Boomkat Product Review:
Naarm-based doom metal duo Divide and Dissolve make music to soundtrack a revolution, and their new full-length is their most charged deployment to date, splicing dissonant sax squeals and orchestral flourishes with brickwall riffs and molasses-slow drums. RIYL Sunn O))), The Body, Boris, Deathprod.

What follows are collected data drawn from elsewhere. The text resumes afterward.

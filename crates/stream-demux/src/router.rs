//! Packet classification and routing
//!
//! Normalizes the legacy single-stream tags and the multiplexed tags into
//! one `RoutedEvent` shape. The router is the only writer of the session's
//! codec descriptors.

use std::sync::Arc;

use bytes::Bytes;
use mirror_protocol::{CodecDescriptor, CodecId, MediaType, Packet, PacketType};
use tracing::{debug, info};

use crate::adts::AdtsHeader;
use crate::keyframe;
use crate::{DemuxCounters, RouteError, RouteResult};

/// Which tag scheme a packet arrived under
#[derive(Debug, Clone, Copy, PartialEq, Eq)]
pub enum StreamScheme {
    Legacy,
    Multiplexed,
}

/// Decode dependency of a media packet
#[derive(Debug, Clone, Copy, PartialEq, Eq)]
pub enum FrameKind {
    /// Decodable on its own (IDR video, any audio frame)
    Key,
    /// Depends on earlier frames
    Delta,
}

/// Encoded media ready for a decoder
#[derive(Debug, Clone, PartialEq, Eq)]
pub struct MediaPacket {
    pub media_type: MediaType,
    pub kind: FrameKind,
    pub scheme: StreamScheme,
    pub timestamp_us: Option<u64>,
    pub payload: Bytes,
}

impl MediaPacket {
    pub fn is_keyframe(&self) -> bool {
        self.kind == FrameKind::Key
    }
}

/// Normalized routing result
#[derive(Debug, Clone, PartialEq, Eq)]
pub enum RoutedEvent {
    VideoConfig(CodecDescriptor),
    VideoKeyframe(MediaPacket),
    VideoDelta(MediaPacket),
    AudioConfig(CodecDescriptor),
    AudioFrame(MediaPacket),
}

impl RoutedEvent {
    pub fn media_type(&self) -> MediaType {
        match self {
            Self::VideoConfig(_) | Self::VideoKeyframe(_) | Self::VideoDelta(_) => {
                MediaType::Video
            }
            Self::AudioConfig(_) | Self::AudioFrame(_) => MediaType::Audio,
        }
    }

    pub fn is_config(&self) -> bool {
        matches!(self, Self::VideoConfig(_) | Self::AudioConfig(_))
    }
}

/// Routes framed packets to the video and audio pipelines
pub struct StreamRouter {
    video: Option<CodecDescriptor>,
    audio: Option<CodecDescriptor>,
    counters: Arc<DemuxCounters>,
}

impl StreamRouter {
    pub fn new(counters: Arc<DemuxCounters>) -> Self {
        Self {
            video: None,
            audio: None,
            counters,
        }
    }

    /// Active descriptor for a media type
    pub fn descriptor(&self, media: MediaType) -> Option<&CodecDescriptor> {
        match media {
            MediaType::Video => self.video.as_ref(),
            MediaType::Audio => self.audio.as_ref(),
        }
    }

    /// Forget both descriptors (stream restart)
    pub fn reset(&mut self) {
        self.video = None;
        self.audio = None;
    }

    /// Classify a packet.
    ///
    /// Produces the packet's event, preceded by a config event when the
    /// packet (re)configured its stream. Legacy and multiplexed packets may
    /// be interleaved freely.
    pub fn route(&mut self, packet: Packet) -> RouteResult<Vec<RoutedEvent>> {
        let packet_type = match packet.packet_type() {
            Ok(packet_type) => packet_type,
            Err(_) => {
                self.counters.unknown_packet_type();
                debug!(tag = packet.tag, "Dropping packet with unknown type");
                return Err(RouteError::UnknownPacketType(packet.tag));
            }
        };

        let result = match packet_type {
            PacketType::LegacyVideoH264 => Ok(self.route_legacy_video(packet)),
            PacketType::LegacyAudioAacAdts => self.route_legacy_audio(packet),
            PacketType::VideoConfigH264 | PacketType::AudioConfigAac => {
                self.route_config(packet_type.media_type(), &packet.payload)
            }
            PacketType::VideoKeyFrameH264 => Ok(vec![RoutedEvent::VideoKeyframe(
                media_packet(MediaType::Video, FrameKind::Key, StreamScheme::Multiplexed, packet),
            )]),
            PacketType::VideoDeltaFrameH264 => Ok(vec![RoutedEvent::VideoDelta(media_packet(
                MediaType::Video,
                FrameKind::Delta,
                StreamScheme::Multiplexed,
                packet,
            ))]),
            PacketType::AudioFrameAac => Ok(vec![RoutedEvent::AudioFrame(media_packet(
                MediaType::Audio,
                FrameKind::Key,
                StreamScheme::Multiplexed,
                packet,
            ))]),
        };

        if let Err(e) = &result {
            match e {
                RouteError::CodecMismatch { .. } => self.counters.codec_mismatch(),
                _ => self.counters.malformed_payload(),
            }
            debug!("Dropping packet: {}", e);
        }
        result
    }

    fn route_config(&mut self, media: MediaType, payload: &Bytes) -> RouteResult<Vec<RoutedEvent>> {
        let descriptor =
            CodecDescriptor::from_config_payload(payload).map_err(RouteError::MalformedConfig)?;
        if descriptor.media_type() != media {
            return Err(RouteError::CodecMismatch {
                media,
                actual: descriptor.codec,
            });
        }

        self.install(descriptor.clone());
        Ok(vec![config_event(descriptor)])
    }

    fn route_legacy_video(&mut self, packet: Packet) -> Vec<RoutedEvent> {
        let mut events = Vec::with_capacity(2);

        if let Some(config) = keyframe::parameter_sets(&packet.payload) {
            let descriptor = CodecDescriptor::new(CodecId::H264, config);
            if self.video.as_ref() != Some(&descriptor) {
                self.install(descriptor.clone());
                events.push(RoutedEvent::VideoConfig(descriptor));
            }
        }

        if keyframe::has_picture_data(&packet.payload) {
            if keyframe::is_keyframe(&packet.payload) {
                events.push(RoutedEvent::VideoKeyframe(media_packet(
                    MediaType::Video,
                    FrameKind::Key,
                    StreamScheme::Legacy,
                    packet,
                )));
            } else {
                events.push(RoutedEvent::VideoDelta(media_packet(
                    MediaType::Video,
                    FrameKind::Delta,
                    StreamScheme::Legacy,
                    packet,
                )));
            }
        }

        events
    }

    fn route_legacy_audio(&mut self, packet: Packet) -> RouteResult<Vec<RoutedEvent>> {
        let header = AdtsHeader::parse(&packet.payload).ok_or(RouteError::MalformedPayload {
            media: MediaType::Audio,
            reason: "missing ADTS header",
        })?;

        let mut events = Vec::with_capacity(2);
        let descriptor = CodecDescriptor::new(
            CodecId::Aac,
            Bytes::copy_from_slice(&header.audio_specific_config()),
        );
        if self.audio.as_ref() != Some(&descriptor) {
            self.install(descriptor.clone());
            events.push(RoutedEvent::AudioConfig(descriptor));
        }

        events.push(RoutedEvent::AudioFrame(media_packet(
            MediaType::Audio,
            FrameKind::Key,
            StreamScheme::Legacy,
            packet,
        )));
        Ok(events)
    }

    /// Replace (never merge) the descriptor of the descriptor's media type
    fn install(&mut self, descriptor: CodecDescriptor) {
        let media = descriptor.media_type();
        info!(
            %media,
            codec = ?descriptor.codec,
            config_len = descriptor.config.len(),
            "Codec descriptor updated"
        );
        match media {
            MediaType::Video => self.video = Some(descriptor),
            MediaType::Audio => self.audio = Some(descriptor),
        }
        self.counters.descriptor_updated();
    }
}

impl Default for StreamRouter {
    fn default() -> Self {
        Self::new(Arc::new(DemuxCounters::new()))
    }
}

fn config_event(descriptor: CodecDescriptor) -> RoutedEvent {
    match descriptor.media_type() {
        MediaType::Video => RoutedEvent::VideoConfig(descriptor),
        MediaType::Audio => RoutedEvent::AudioConfig(descriptor),
    }
}

fn media_packet(media_type: MediaType, kind: FrameKind, scheme: StreamScheme, packet: Packet) -> MediaPacket {
    MediaPacket {
        media_type,
        kind,
        scheme,
        timestamp_us: packet.timestamp_us,
        payload: packet.payload,
    }
}
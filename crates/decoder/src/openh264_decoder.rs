//! OpenH264 decoder implementation

use std::collections::{HashSet, VecDeque};
use std::time::Instant;

use bytes::{BufMut, BytesMut};
use mirror_protocol::{CodecDescriptor, CodecId, MediaType};
use openh264::OpenH264API;
use openh264::decoder::{Decoder, DecoderConfig};
use openh264::formats::YUVSource;
use stream_demux::MediaPacket;
use tracing::{debug, info};

use crate::{
    DecodedFrame, DecoderAdapter, DecoderError, DecoderKind, DecoderResult, DecoderStats,
    FramePayload, FrameSink,
};

const DECODE_TIME_WINDOW: usize = 100;

/// OpenH264-based software decoder.
///
/// Decodes H.264 to I420. AAC access units are forwarded encoded.
pub struct OpenH264Decoder {
    decoder: Decoder,
    sink: FrameSink,
    video_configured: bool,
    audio_configured: bool,
    outstanding: HashSet<u64>,
    stats: DecoderStats,
    decode_times: VecDeque<u64>,
}

impl OpenH264Decoder {
    /// Create a new OpenH264 decoder
    pub fn new(sink: FrameSink) -> DecoderResult<Self> {
        Ok(Self {
            decoder: Self::create_decoder()?,
            sink,
            video_configured: false,
            audio_configured: false,
            outstanding: HashSet::new(),
            stats: DecoderStats::default(),
            decode_times: VecDeque::with_capacity(DECODE_TIME_WINDOW),
        })
    }

    fn create_decoder() -> DecoderResult<Decoder> {
        Decoder::with_api_config(OpenH264API::from_source(), DecoderConfig::new())
            .map_err(|e| DecoderError::InitFailed(e.to_string()))
    }

    fn decode_video(&mut self, packet: &MediaPacket) -> DecoderResult<()> {
        let start = Instant::now();

        let picture = {
            let decoded = self
                .decoder
                .decode(&packet.payload)
                .map_err(|e| DecoderError::DecodeFailed(e.to_string()))?;

            // Copy the planes out; the decoder reuses its buffers.
            decoded.map(|yuv| {
                let (width, height) = yuv.dimensions();
                let (y_stride, u_stride, v_stride) = yuv.strides();
                let mut data = BytesMut::with_capacity(width * height * 3 / 2);
                copy_plane(&mut data, yuv.y(), y_stride, width, height);
                copy_plane(&mut data, yuv.u(), u_stride, width / 2, height / 2);
                copy_plane(&mut data, yuv.v(), v_stride, width / 2, height / 2);
                FramePayload::I420 {
                    width: width as u32,
                    height: height as u32,
                    data: data.freeze(),
                }
            })
        };

        self.record_decode_time(start.elapsed().as_micros() as u64);

        // Parameter-set-only input produces no picture
        let Some(picture) = picture else {
            return Ok(());
        };
        self.emit(DecodedFrame::new(
            MediaType::Video,
            packet.timestamp_us.unwrap_or(0),
            packet.is_keyframe(),
            picture,
        ))
    }

    fn emit(&mut self, frame: DecodedFrame) -> DecoderResult<()> {
        let sequence = self.sink.emit(frame)?;
        self.outstanding.insert(sequence);
        self.stats.frames_emitted += 1;
        Ok(())
    }

    fn record_decode_time(&mut self, micros: u64) {
        if self.decode_times.len() == DECODE_TIME_WINDOW {
            self.decode_times.pop_front();
        }
        self.decode_times.push_back(micros);
        self.stats.avg_decode_time_us =
            self.decode_times.iter().sum::<u64>() / self.decode_times.len() as u64;
    }
}

fn copy_plane(dst: &mut BytesMut, plane: &[u8], stride: usize, width: usize, height: usize) {
    for row in plane.chunks(stride.max(1)).take(height) {
        dst.put_slice(&row[..width.min(row.len())]);
    }
}

impl DecoderAdapter for OpenH264Decoder {
    fn kind(&self) -> DecoderKind {
        DecoderKind::Software
    }

    fn configure(&mut self, descriptor: &CodecDescriptor) -> DecoderResult<()> {
        match descriptor.codec {
            CodecId::H264 => {
                info!(
                    config_len = descriptor.config.len(),
                    "Configuring OpenH264 decoder"
                );
                self.decoder = Self::create_decoder()?;
                if !descriptor.config.is_empty() {
                    self.decoder
                        .decode(&descriptor.config)
                        .map_err(|e| DecoderError::DecodeFailed(e.to_string()))?;
                }
                self.video_configured = true;
            }
            CodecId::Aac => {
                debug!("AAC will be forwarded undecoded");
                self.audio_configured = true;
            }
        }
        Ok(())
    }

    fn submit(&mut self, packet: &MediaPacket) -> DecoderResult<()> {
        self.stats.packets_submitted += 1;

        let configured = match packet.media_type {
            MediaType::Video => self.video_configured,
            MediaType::Audio => self.audio_configured,
        };
        if !configured {
            self.stats.decode_errors += 1;
            return Err(DecoderError::NotConfigured(packet.media_type));
        }

        let result = match packet.media_type {
            MediaType::Video => self.decode_video(packet),
            MediaType::Audio => self.emit(DecodedFrame::new(
                MediaType::Audio,
                packet.timestamp_us.unwrap_or(0),
                true,
                FramePayload::Encoded(packet.payload.clone()),
            )),
        };
        if result.is_err() {
            self.stats.decode_errors += 1;
        }
        result
    }

    fn release(&mut self, frame: DecodedFrame) {
        if self.outstanding.remove(&frame.sequence) {
            self.stats.frames_released += 1;
        }
    }

    fn reset(&mut self) {
        debug!("Resetting OpenH264 decoder");
        match Self::create_decoder() {
            Ok(decoder) => self.decoder = decoder,
            Err(e) => debug!("Keeping previous decoder instance: {}", e),
        }
        // Parameter sets went with the old instance
        self.video_configured = false;
    }

    fn stats(&self) -> DecoderStats {
        DecoderStats {
            frames_outstanding: self.outstanding.len() as u64,
            ..self.stats.clone()
        }
    }
}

Divide and Dissolve's last album 'Gas Lit' was a decolonialist milestone that used the language of sludgy doom metal to approach themes of white supremacy, indigenous rights and Black liberation. Duo drummer Sylvie Nehill and guitarist/horn player Takiaya Reed claimed at the time not to listen to much metal, but were aware of its power to hit listeners with furious, impassioned sonics. 'Systemic' picks up where its predecessor left off, examining "the systems that intrinsically bind us" and asking for "a system that facilitates life for everyone". Like 'Gas Lit', 'Systemic' was produced by Unknown Mortal Orchestra's Ruban Neilson, who tweaks Reed and Nehill's eccentric fusion of jazz and metal into tight, kinetic passages of free-flowing orchestral ambience and ear-pummeling drone rock.
It's a mix of styles that in the wrong hands could have been overblown or melodramatic, but Reed and Nehill avoid all such pitfalls, concentrating their energy on energy, expression and sonic density. So while opening track 'Want' is a tape-futzed, beatless experiment, 'Blood Quantum' starts like Benjamin Britten, diving from faint instrumentation into dark-hearted riffage that's got the bite of Melvins' enduring 'Gluey Porch Treatments'. The duo slip into a hardcore mode on the nippy 'Simulacra', dragging from rapid-fire guitar-and-drums destruction into mercilessly downtempo sways until there's nothing but sustained, distorted guitar tones. Then on 'Indignation', Reed and Nehill bring us to the opera house once more, conjuring magic from wiry woodwind chirps that inevitably cede to the duo's cacophony of overdriven guitar and machine-strength percussion.
It would be way too simple to label Divide and Dissolve as simply a metal act, their philosophy and sonic fusion is way too advanced for those kind of labels. Their music is jazz, in a sense, but uses familiar beats and techniques to embrace the sheer weight of extreme music. In their hands it's a blunt instrument to hammer out messages that are too important to leave as mere nuance. It's a remarkable achievement.